By Olivia Murphy-Major
For a long time I dreaded fetching the rabbits from the cellar. My ears grew hot as the words escaped my mother’s lips. Go down and get a rabbit. I was the older sister, so I ought to have had the courage to descend the creaky stairs into darkness, into the smell of damp wood and old linens. Starting when I was seven years old, my mother presumed I could stomach the sight of the rabbits; their bodies sleek and pink and gleaming, their feet tied together with twine.
The rabbits looked nothing like themselves when stripped of fur and ears. They were long and naked, the muscles like ribbons meeting and tapering across their limbs. There were holes where the ears used to be, black and bottomless as pupils, which often tricked me into believing they were another pair of eyes.
In the winter Mother sent me down to get them from the freezer chest, and after a few years, it felt perfectly ordinary—except for every now and again, when the dark at the bottom of the stairs looked as though it would swallow me, or I’d get as far as opening the freezer chest and be struck with terror at the sight of the bodies. I’d feel as though I was seven again, shivering and sinking inside myself, terrified to reach in and close my fingers around the icy back legs, let alone eat them.
On the first day of frost, I woke to the sound of the hammer. I turned over in the bed to look at Miriam; her sleeping face still, the curve of her shoulder rising with each breath. Her eyelashes were dark crescents against her pale skin. I twisted from the warmth of the blankets, sitting upright to look outside. Frost. It glittered on the faded grass and the hydrangea blooms, it settled like fine sugar on the beech leaves. Miriam stirred, and the next sound that came from downstairs was the dragging of the credenza. I imagined Mother gripping the corners, shuffling backwards and pushing it against the front door. Soon, she’d be up the stairs to nail our windows shut. This winter will be long, I thought to myself. I pictured the rabbit traps out in the brush, and hoped Mother cleared them all that morning.

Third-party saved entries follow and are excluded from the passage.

//! Parameter value classification.
//!
//! A SPICE model parameter carries either a numeric literal with an optional
//! SI multiplier suffix, an opaque string, or an arithmetic expression.
//! Expressions require an evaluator this crate does not embed, so they are
//! detected here and rejected by the parser.

use arcstr::Substr;
use lazy_static::lazy_static;
use regex::Regex;

/// Reserved SPICE function names.
///
/// A value invoking one of these denotes an expression.
pub const FUNCTIONS: &[&str] = &[
    "abs", "acos", "acosh", "asin", "asinh", "atan", "atanh", "cos", "cosh", "exp", "ln", "log",
    "log10", "max", "min", "pow", "pwr", "sin", "sinh", "sqrt", "tan", "tanh", "uramp", "ceil",
    "floor", "nint", "sgn", "buf", "inv", "table",
];

lazy_static! {
    static ref FUNCTION_CALL: Regex = Regex::new(r"\w+\s*\(").unwrap();
    static ref LEADING_FUNCTION: Regex = {
        let names = FUNCTIONS.join("|");
        Regex::new(&format!(r"(?i)^(?:{names})[\s(]")).unwrap()
    };
}

/// A classified model parameter value.
#[derive(Debug, Clone, PartialEq)]
pub enum ParameterValue {
    /// A numeric literal, possibly SI-suffixed.
    ///
    /// `raw` is the value as written (suffix intact); `scaled` is the parsed
    /// double multiplied by the suffix.
    Numeric {
        /// The source text of the value.
        raw: Substr,
        /// The finite scaled value.
        scaled: f64,
    },
    /// An opaque string value, stored verbatim.
    String {
        /// The source text of the value.
        raw: Substr,
    },
}

impl ParameterValue {
    /// Classify a raw parameter value.
    ///
    /// Values containing expressions classify as strings; the parser is
    /// responsible for dropping the enclosing model directive in that case.
    pub fn classify(raw: Substr) -> Self {
        if !is_expression(&raw) {
            if let Some(scaled) = parse_numeric(&raw) {
                return Self::Numeric { raw, scaled };
            }
        }
        Self::String { raw }
    }

    /// Classify a quoted parameter value.
    ///
    /// Quoted values are stored verbatim and never treated as numeric.
    pub fn from_quoted(raw: Substr) -> Self {
        Self::String { raw }
    }

    /// The value as it appeared in the source.
    pub fn raw(&self) -> &Substr {
        match self {
            Self::Numeric { raw, .. } | Self::String { raw } => raw,
        }
    }

    /// The scaled numeric value, if this value is numeric.
    pub fn scaled(&self) -> Option<f64> {
        match self {
            Self::Numeric { scaled, .. } => Some(*scaled),
            Self::String { .. } => None,
        }
    }

    /// Whether this value is numeric.
    pub fn is_numeric(&self) -> bool {
        matches!(self, Self::Numeric { .. })
    }
}

/// The multiplier denoted by a single-character SI suffix.
fn si_multiplier(suffix: char) -> Option<f64> {
    Some(match suffix.to_ascii_lowercase() {
        't' => 1e12,
        'g' => 1e9,
        'k' => 1e3,
        'm' => 1e-3,
        'u' => 1e-6,
        'n' => 1e-9,
        'p' => 1e-12,
        _ => return None,
    })
}

/// Split a trailing SI suffix off a value, returning the numeric body and the
/// multiplier. `meg` is tested before the single-character suffixes so that
/// `1meg` resolves to 1e6 rather than 1e-3 with a dangling `eg`.
fn split_suffix(text: &str) -> (&str, f64) {
    let b = text.as_bytes();
    if b.len() > 3 && b[b.len() - 3..].eq_ignore_ascii_case(b"meg") {
        return (&text[..text.len() - 3], 1e6);
    }
    if let Some(last) = text.chars().last() {
        if let Some(mult) = si_multiplier(last) {
            return (&text[..text.len() - last.len_utf8()], mult);
        }
    }
    (text, 1.0)
}

/// Parse a numeric literal with an optional SI suffix.
///
/// Returns the scaled value, or `None` when the text is not a plain, finite
/// numeric literal.
pub fn parse_numeric(text: &str) -> Option<f64> {
    let text = text.trim();
    if text.is_empty() {
        return None;
    }
    let (body, mult) = split_suffix(text);
    let parsed = body.parse::<f64>().ok()?;
    let scaled = parsed * mult;
    scaled.is_finite().then_some(scaled)
}

/// Decide whether a raw value denotes an arithmetic expression.
///
/// Fires on parentheses, `*`, `/`, `,`, on anything shaped like a function
/// call, on a leading reserved function name, and on `+`/`-` signs that are
/// not part of a numeric literal (so `-0.7` and `1e-3` pass, while
/// `0.18u+0.02u` does not).
pub fn is_expression(text: &str) -> bool {
    if text.contains(['(', ')', '*', '/', ',']) {
        return true;
    }
    if FUNCTION_CALL.is_match(text) || LEADING_FUNCTION.is_match(text) {
        return true;
    }
    if text.contains(['+', '-']) {
        return text
            .split(|c: char| c.is_whitespace() || c == '=')
            .filter(|chunk| !chunk.is_empty())
            .any(|chunk| chunk.contains(['+', '-']) && parse_numeric(chunk).is_none());
    }
    false
}

#[cfg(test)]
mod tests {
    use super::*;
    use approx::assert_relative_eq;

    #[test]
    fn si_suffixes_scale() {
        assert_relative_eq!(parse_numeric("1meg").unwrap(), 1e6);
        assert_relative_eq!(parse_numeric("1m").unwrap(), 1e-3);
        assert_relative_eq!(parse_numeric("1u").unwrap(), 1e-6);
        assert_relative_eq!(parse_numeric("1g").unwrap(), 1e9);
        assert_relative_eq!(parse_numeric("2.5k").unwrap(), 2.5e3);
        assert_relative_eq!(parse_numeric("3p").unwrap(), 3e-12);
        assert_relative_eq!(parse_numeric("4n").unwrap(), 4e-9);
        assert_relative_eq!(parse_numeric("5t").unwrap(), 5e12);
        assert_relative_eq!(parse_numeric("1.0").unwrap(), 1.0);
    }

    #[test]
    fn suffixes_fold_case() {
        assert_relative_eq!(parse_numeric("1MEG").unwrap(), 1e6);
        assert_relative_eq!(parse_numeric("0.18U").unwrap(), 0.18e-6);
        assert_relative_eq!(parse_numeric("1K").unwrap(), 1e3);
    }

    #[test]
    fn exponents_parse() {
        assert_relative_eq!(parse_numeric("1.4e-8").unwrap(), 1.4e-8);
        assert_relative_eq!(parse_numeric("2E3").unwrap(), 2e3);
        assert_relative_eq!(parse_numeric("1e3k").unwrap(), 1e6);
    }

    #[test]
    fn signed_literals_are_numeric() {
        assert_relative_eq!(parse_numeric("-0.7").unwrap(), -0.7);
        assert_relative_eq!(parse_numeric("+0.5u").unwrap(), 0.5e-6);
        assert!(!is_expression("-0.7"));
        assert!(!is_expression("1e-3"));
    }

    #[test]
    fn non_numeric_values_rejected() {
        assert_eq!(parse_numeric(""), None);
        assert_eq!(parse_numeric("m"), None);
        assert_eq!(parse_numeric("nan"), None);
        assert_eq!(parse_numeric("inf"), None);
        assert_eq!(parse_numeric("abc"), None);
        assert_eq!(parse_numeric("1k2"), None);
    }

    #[test]
    fn expressions_detected() {
        assert!(is_expression("0.18u+0.02u"));
        assert!(is_expression("0.18u + 0.02u"));
        assert!(is_expression("max(0.18u,0.2u)"));
        assert!(is_expression("sqrt(2)"));
        assert!(is_expression("sqrt 2"));
        assert!(is_expression("a/b"));
        assert!(is_expression("1,2"));
        assert!(is_expression("(5)"));
    }

    #[test]
    fn plain_values_pass() {
        assert!(!is_expression("0.18u"));
        assert!(!is_expression("hello"));
        assert!(!is_expression("1meg"));
        // A word merely containing a function name is not a call.
        assert!(!is_expression("exponent"));
    }

    #[test]
    fn classify_tags_values() {
        let v = ParameterValue::classify("1meg".into());
        assert!(v.is_numeric());
        assert_relative_eq!(v.scaled().unwrap(), 1e6);
        assert_eq!(v.raw(), "1meg");

        let v = ParameterValue::classify("ako".into());
        assert!(!v.is_numeric());
        assert_eq!(v.scaled(), None);

        let v = ParameterValue::from_quoted("1meg".into());
        assert!(!v.is_numeric());
    }
}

Mother kept us inside every winter I can remember. She told us it was because the men came to hunt in the winter. They docked their fishing boats and returned their feet to land. They were eager to run, Mother told us, and hungry from all that time eating octopus and portions of canned beans. Once their boats drew into port they’d scatter through the forests looking for game. The coyotes ate what they left behind. Sometimes I’d wake at night in the winter and look out past the window glass. Twilight coated the lawn in a glaze of eerie blue colour reflecting off the snow. I’d hear footsteps, unsure whether it was coming from the woods or from the thumping of my chest. I’d have to press my fingers to the cool glass for vibrations, and when none came, I settled back to sleep.
A hungry man is dangerous, Mother told us, and even if we thought we could stop them, outrun or outsmart them, there would only be others. She trusted us not to go out against her wishes. Mother did not used to nail the windows closed, not until two years ago when Miriam got curious.
That day, from our bedroom window, Miriam and I saw a herd of deer standing in the yard. Breath poured from their dark noses in plumes of smoke as dusk settled around them. Miriam was the one who opened the window. Mother told me afterwards I should have stopped her. Even if I had thought to, I would not have stopped Miriam. She stuck her head out and from beside her I watched the shape of her breath, how it bloomed and disappeared into the air beyond her. The deer turned and twitched their tails. They lifted their heads to watch her, their eyes glossy black. She leaned forward, two stories of space between her and the swells of snowy ground.
Mother must have felt the cold somehow. Perhaps it snaked its way down the hall and beneath her door. Suddenly she was behind us, screaming. Her arm hooked around Miriam’s ribs and pulled her backward. After that, Mother stopped tucking us in. She used to sing to us, then pat the bedsheets around our legs and lean over us, her woodsmoke and sweet pine smell close and warm. She used to kiss each of our ears before leaving, then pad lightly across the floor like a dancer. After Miriam opened the window, she only ever peeked in to say goodnight. A kind of punishment which, surely, would only last the week. But the next week she did not tuck us in, nor the week after that.
Once, laying with the covers pulled up about my face, I listened to Miriam breathing beside me, mumbling as she dreamt. Mother’s face appeared in the door. Her black hair vanished into the dark of the hallway behind her. Goodnight, she whispered, resting her gaze on my face a little longer. I thought she might come in, but she turned her eyes down and closed the door, stepping backward into the dark. A sloping stream of moonlight lay on the floor beside our bed. I could imagine the moon. I saw it clearly without looking at it. I was sure it was high and full, clouds moving swiftly past as if it were a boat slipping through water, the fog changing its shape and threatening to pull it away. Tears came, silent and fever-hot. Their warmth stroked my temples and settled where my hair began. Miriam lifted her head, then bent over my face so I could see hers, which was bathed in a distant reflection of white moonlight. She lowered her face beside mine and kissed me on each ear.